Magana v. Charlotte-Mecklenburg Board of Education, 183 N.C. App. 146 (2007)

May 1, 2007 · North Carolina Court of Appeals · No. COA06-1193
183 N.C. App. 146

ANGELICA MAGANA, Guardian ad Litem for IVAN MAGANA, a minor, Plaintiff v. CHARLOTTE-MECKLENBURG BOARD OF EDUCATION and DAVID ROBERTS, Defendants

No. COA06-1193

(Filed 1 May 2007)

Immunity— sovereign — board of education — purchase of excess liability insurance

Defendant board of education did not waive its governmental immunity when it purchased a general liability insurance policy providing coverage for damages in excess of the board’s self-insured retention of $1,000,000 where the policy stated that the board did not intend to waive its governmental immunity, and the policy’s coverage is contingent upon the board’s liability for the first $1,000,000 of any damage award.

Appeal by plaintiff-appellants from judgment entered 8 June 2006 by Judge Robert C. Ervin in Mecklenburg County Superior Court. Heard in the Court of Appeals 27 March 2007.

Osborne Law Offices, P.C., by Curtis G. Osborne, for plaintiff-appellants.

Helms, Mullís & Wicker, PLLC, by James G. Middlebrooks and Amy Reeder Worley, for defendant-appellees.

MARTIN, Chief Judge. '

Plaintiffs brought this action alleging various claims for negligence and negligent infliction of emotional distress against defendant Charlotte-Mecklenburg Board of Education and David Roberts, a *147Behavior Management Technician employed by the Board. Plaintiffs sought compensatory and punitive damages for physical injuries inflicted upon the minor plaintiff, who suffers from Asperger’s Disorder (a mild form of autism), when Roberts attempted to restrain him by grabbing and twisting his left arm. Defendants answered, denying any improper conduct on Roberts’, part, and asserting affirmative defenses including, inter alia, governmental immunity. In response to a defense motion, plaintiffs provided a Statement of Monetary Relief Sought indicating that they were seeking damages totaling $1,250,000.

Defendants then moved for summary judgment, supporting their motion with an affidavit from Scott H. Denham, the Risk Manager for the City of Charlotte, who administers insurance and self-insured retention programs for defendant Board of Education. In his affidavit, Mr. Denham provided a copy of the Board’s Comprehensive General Liability Insurance Policy covering the applicable period, which contained a self-insured retention limit of $1,000,000. The policy further provided that “it is not intended by the insured to waive its governmental immunity as allowed by North Carolina Statutes Sec. 115C-42.” Mr. Denham stated that the policy provided no coverage to the Board or Mr. Roberts for any amount up to $1,000,000 and that the Board carried no other insurance which might be applicable to provide coverage for the events alleged in the complaint for any amount below $1,000,000.

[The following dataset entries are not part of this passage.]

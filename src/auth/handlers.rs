use axum::{
    extract::State,
    routing::{get, post},
    Json, Router,
};
use tracing::instrument;
use uuid::Uuid;

use crate::{
    auth::{
        dto::{AuthResponse, LoginRequest, PublicUser, RegisterRequest},
        extractors::AuthUser,
        services,
    },
    error::AppResult,
    extract::{ApiJson, ApiPath},
    state::AppState,
};

pub fn auth_routes() -> Router<AppState> {
    Router::new()
        .route("/auth/register", post(register))
        .route("/auth/login", post(login))
}

pub fn me_routes() -> Router<AppState> {
    Router::new()
        .route("/users/me", get(get_me))
        .route("/users/:id", get(get_user))
}

#[instrument(skip(state, payload))]
pub async fn register(
    State(state): State<AppState>,
    ApiJson(payload): ApiJson<RegisterRequest>,
) -> AppResult<Json<AuthResponse>> {
    services::register(&state, payload).await.map(Json)
}

#[instrument(skip(state, payload))]
pub async fn login(
    State(state): State<AppState>,
    ApiJson(payload): ApiJson<LoginRequest>,
) -> AppResult<Json<AuthResponse>> {
    services::authenticate(&state, payload).await.map(Json)
}

#[instrument(skip(state, identity), fields(account_id = %identity.account_id))]
pub async fn get_me(
    State(state): State<AppState>,
    AuthUser(identity): AuthUser,
) -> AppResult<Json<PublicUser>> {
    services::current_user(&state, &identity).await.map(Json)
}

#[instrument(skip(state, identity), fields(account_id = %identity.account_id))]
pub async fn get_user(
    State(state): State<AppState>,
    AuthUser(identity): AuthUser,
    ApiPath(id): ApiPath<Uuid>,
) -> AppResult<Json<PublicUser>> {
    services::find_user(&state, id).await.map(Json)
}

#[cfg(test)]
mod me_tests {
    use super::*;

    #[test]
    fn public_user_serialization() {
        let response = PublicUser {
            id: uuid::Uuid::new_v4(),
            email: "test@example.com".to_string(),
        };

        let json = serde_json::to_string(&response).unwrap();
        assert!(json.contains("test@example.com"));
        assert!(json.contains("id"));
        assert!(!json.contains("password"));
    }
}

The trial cohrt granted defendants’ motion for summary judgment, concluding there was no genuine issue of material fact as to the Board’s immunity or Roberts’ official capacity immunity, and dismissed plaintiffs’ claims against the Board and against Roberts to the extent he was sued in his official capacity. The court reserved its ruling on any claims asserted against Roberts in his individual capacity, which plaintiffs subsequently dismissed without prejudice. Plaintiffs appeal.

The sole issue presented by this appeal is whether the trial court erred in its conclusion that defendants did not waive immunity through the Board’s purchase of a liability insurance policy providing coverage for damages in excess of the Board’s self-insured retention of $1,000,000. We hold that the trial court did not err and affirm the order granting summary judgment.

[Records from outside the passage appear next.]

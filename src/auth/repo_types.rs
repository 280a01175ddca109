use serde::{Deserialize, Serialize};
use sqlx::FromRow;
use time::OffsetDateTime;
use uuid::Uuid;

/// Account record in the store.
#[derive(Debug, Clone, Serialize, Deserialize, FromRow)]
pub struct Account {
    pub id: Uuid,
    pub email: String,
    #[serde(skip_serializing)]
    pub password_hash: String, // argon2 PHC string, never exposed in JSON
    #[serde(with = "time::serde::rfc3339")]
    pub created_at: OffsetDateTime,
}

The State and its agencies have traditionally enjoyed complete immunity from being sued in court. Smith v. State, 289 N.C. *148303, 309-10, 222 S.E.2d 412, 417 (1976). With respect to immunity, a county board of education is a governmental agency, and is therefore not liable in a tort or negligence action except to the extent that it has waived its governmental immunity pursuant to statutory authority. Beatty v. Charlotte-Mecklenburg Bd. of Educ., 99 N.C. App. 753, 755, 394 S.E.2d 242, 244 (1990). However, a board of education may waive this immunity by purchasing liability insurance. See N.C. Gen. Stat. § 115C-42 (2005). That statute reads, in pertinent part:

Any local board of education, by securing liability insurance as hereinafter provided, is hereby authorized and empowered to waive its governmental immunity from liability for damage by reason of death or injury to person or property caused by the negligence or tort of any agent or employee of such board of education when acting within the scope of his authority or within the course of his employment. Such immunity shall be deemed to have been waived by the act of obtaining such insurance, but such immunity is waived only to the extent that said board of education is indemnified by insurance for such negligence or tort.

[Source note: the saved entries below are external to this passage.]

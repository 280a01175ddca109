use axum::{
    http::StatusCode,
    response::{IntoResponse, Response},
    Json,
};
use serde_json::json;
use thiserror::Error;
use tracing::{error, warn};

use crate::{auth::errors::AuthError, store::StoreError};

pub type AppResult<T> = Result<T, AppError>;

#[derive(Debug, Error)]
pub enum AppError {
    #[error("validation: {0}")]
    Validation(String),

    #[error("unauthenticated: {0}")]
    Auth(#[from] AuthError),

    /// Authenticated, but the record belongs to another account.
    #[error("forbidden: {0} belongs to another account")]
    Forbidden(&'static str),

    #[error("not found: {0}")]
    NotFound(&'static str),

    #[error("conflict: {0}")]
    Conflict(String),

    #[error(transparent)]
    Internal(#[from] anyhow::Error),
}

impl AppError {
    pub fn validation(msg: impl Into<String>) -> Self {
        AppError::Validation(msg.into())
    }

    pub fn status(&self) -> StatusCode {
        match self {
            AppError::Validation(_) => StatusCode::BAD_REQUEST,
            AppError::Auth(_) => StatusCode::UNAUTHORIZED,
            // Same outcome as a missing record so foreign ids are not confirmed.
            AppError::Forbidden(_) | AppError::NotFound(_) => StatusCode::NOT_FOUND,
            AppError::Conflict(_) => StatusCode::CONFLICT,
            AppError::Internal(_) => StatusCode::INTERNAL_SERVER_ERROR,
        }
    }

    fn public_message(&self) -> String {
        match self {
            AppError::Validation(msg) | AppError::Conflict(msg) => msg.clone(),
            AppError::Auth(e) => e.public_message().to_string(),
            AppError::Forbidden(entity) | AppError::NotFound(entity) => {
                format!("{entity} not found")
            }
            AppError::Internal(_) => "Internal server error".to_string(),
        }
    }
}

impl From<StoreError> for AppError {
    fn from(e: StoreError) -> Self {
        match e {
            StoreError::UniqueViolation(what) => AppError::Conflict(format!("{what} already exists")),
            StoreError::ForeignKeyViolation(what) => {
                AppError::Validation(format!("{what} does not exist"))
            }
            StoreError::Database(e) => AppError::Internal(anyhow::Error::new(e)),
        }
    }
}

impl IntoResponse for AppError {
    fn into_response(self) -> Response {
        let status = self.status();
        match &self {
            AppError::Internal(e) => error!(error = ?e, "internal error"),
            AppError::Auth(e) => warn!(reason = %e, "request not authenticated"),
            _ => {}
        }
        (status, Json(json!({ "error": self.public_message() }))).into_response()
    }
}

N.C. Gen. Stat § 115C-42(2005). We have previously held that this statute provides the only means by which a board of education may waive its sovereign immunity. Lucas v. Swain Cty. Bd. of Educ., 154 N.C. App. 357, 361, 573 S.E.2d 538, 541 (2002). Therefore, the pivotal question is whether the defendant had indemnified itself by insurance for the alleged tort.

Defendant School Board’s General Liability Policy for the period at issue specifically stated that it was “not intended by the insured to waive its governmental immunity as allowed by North Carolina Statutes Sec. 115C-42.” It contained a Self-Insured Retention Limit of $1,000,000. The Policy also carried an endorsement stating that when “the insured’s legal obligation to pay damages has been determined, and the amount of such damages is less than or equal to $1,000,000 . . . then we shall have no obligation to pay or indemnify the insured for any amount under this Policy.” The Policy went on to state that when “the insured’s' legal obligation to pay damages to which this insurance applies has been determined, and: (1) the amount of such damages is greater than . . . [$1,000,000], and (2) the insured has paid . . . [$1,000,000] to the claimant, then and only then will the insured be entitled to make claim for indemnity under this Policy.” Therefore, the insurance policy’s coverage is contingent upon the Board’s liability for the first $1,000,000 of any damage award.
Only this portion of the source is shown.